(Stored items)
————
//! Error handling for the tcping server

use thiserror::Error;

/// Custom error types for the tcping server
#[derive(Error, Debug)]
pub enum AppError {
    /// Configuration-related errors
    #[error("Configuration error: {0}")]
    Config(String),

    /// Request or input validation errors
    #[error("Validation error: {0}")]
    Validation(String),

    /// Listener errors (bind, serve); dial failures are outcomes, not errors
    #[error("Network error: {0}")]
    Network(String),

    /// I/O errors
    #[error("I/O error: {0}")]
    Io(String),

    /// Parsing errors (numbers, addresses, JSON)
    #[error("Parsing error: {0}")]
    Parse(String),

    /// Authentication/authorization errors
    #[error("Authentication error: {0}")]
    Auth(String),

    /// Generic internal errors
    #[error("Internal error: {0}")]
    Internal(String),
}

impl AppError {
    /// Create a new configuration error
    pub fn config<S: Into<String>>(message: S) -> Self {
        Self::Config(message.into())
    }

    /// Create a new validation error
    pub fn validation<S: Into<String>>(message: S) -> Self {
        Self::Validation(message.into())
    }

    /// Create a new network error
    pub fn network<S: Into<String>>(message: S) -> Self {
        Self::Network(message.into())
    }

    /// Create a new I/O error
    pub fn io<S: Into<String>>(message: S) -> Self {
        Self::Io(message.into())
    }

    /// Create a new parsing error
    pub fn parse<S: Into<String>>(message: S) -> Self {
        Self::Parse(message.into())
    }

    /// Create a new authentication error
    pub fn auth<S: Into<String>>(message: S) -> Self {
        Self::Auth(message.into())
    }

    /// Create a new internal error
    pub fn internal<S: Into<String>>(message: S) -> Self {
        Self::Internal(message.into())
    }

    /// Get error category for logging and reporting
    pub fn category(&self) -> &'static str {
        match self {
            Self::Config(_) => "CONFIG",
            Self::Validation(_) => "VALIDATION",
            Self::Network(_) => "NETWORK",
            Self::Io(_) => "IO",
            Self::Parse(_) => "PARSE",
            Self::Auth(_) => "AUTH",
            Self::Internal(_) => "INTERNAL",
        }
    }

    /// The message without the category prefix added by `Display`
    pub fn message(&self) -> &str {
        match self {
            Self::Config(msg)
            | Self::Validation(msg)
            | Self::Network(msg)
            | Self::Io(msg)
            | Self::Parse(msg)
            | Self::Auth(msg)
            | Self::Internal(msg) => msg,
        }
    }

    /// Check if the error came from the caller's input rather than the server
    pub fn is_client_error(&self) -> bool {
        matches!(self, Self::Validation(_) | Self::Parse(_) | Self::Auth(_))
    }

    /// Get exit code for this error type
    pub fn exit_code(&self) -> i32 {
        match self {
            Self::Config(_) | Self::Validation(_) | Self::Parse(_) => 1,  // Invalid configuration/usage
            Self::Network(_) => 2,  // Could not bind or serve
            Self::Auth(_) => 4,
            Self::Io(_) => 5,
            Self::Internal(_) => 99,  // Internal/unexpected errors
        }
    }

    /// Format error for console display with color coding
    pub fn format_for_console(&self, use_color: bool) -> String {
        let category = self.category();
        let message = self.to_string();

        if use_color {
            use colored::Colorize;
            match self {
                Self::Config(_) | Self::Validation(_) | Self::Parse(_) => {
                    format!("[{}] {}", category.red().bold(), message.red())
                }
                Self::Network(_) => {
                    format!("[{}] {}", category.yellow().bold(), message.yellow())
                }
                Self::Auth(_) => {
                    format!("[{}] {}", category.magenta().bold(), message.magenta())
                }
                Self::Io(_) => {
                    format!("[{}] {}", category.cyan().bold(), message.cyan())
                }
                Self::Internal(_) => {
                    format!("[{}] {}", category.bright_red().bold(), message.bright_red())
                }
            }
        } else {
            format!("[{}] {}", category, message)
        }
    }
}

// Standard library error conversions
impl From<std::io::Error> for AppError {
    fn from(error: std::io::Error) -> Self {
        Self::io(error.to_string())
    }
}

impl From<serde_json::Error> for AppError {
    fn from(error: serde_json::Error) -> Self {
        Self::parse(format!("JSON parse error: {}", error))
    }
}

impl From<dotenv::Error> for AppError {
    fn from(error: dotenv::Error) -> Self {
        Self::config(format!("Environment file error: {}", error))
    }
}

impl From<std::num::ParseIntError> for AppError {
    fn from(error: std::num::ParseIntError) -> Self {
        Self::parse(format!("Integer parse error: {}", error))
    }
}

impl From<std::net::AddrParseError> for AppError {
    fn from(error: std::net::AddrParseError) -> Self {
        Self::parse(format!("IP address parse error: {}", error))
    }
}

/// Custom Result type for the application
pub type Result<T> = std::result::Result<T, AppError>;

/// Error reporter for startup failures
pub struct ErrorReporter {
    pub use_color: bool,
    pub verbose: bool,
}

impl ErrorReporter {
    /// Create a new error reporter
    pub fn new(use_color: bool, verbose: bool) -> Self {
        Self { use_color, verbose }
    }

    /// Report an error to the user
    pub fn report_error(&self, error: &AppError) {
        eprintln!("{}", self.format_error(error));
    }

    /// Render an error the way `report_error` prints it
    pub fn format_error(&self, error: &AppError) -> String {
        let mut out = error.format_for_console(self.use_color);
        if self.verbose {
            out.push_str(&format!("\n  category: {}, exit code: {}", error.category(), error.exit_code()));
        }
        out
    }
}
————
▸ WORK REQUEST
Count the lines in the records above that hold the word "Result", and give only that number.

▸ SOLUTION
2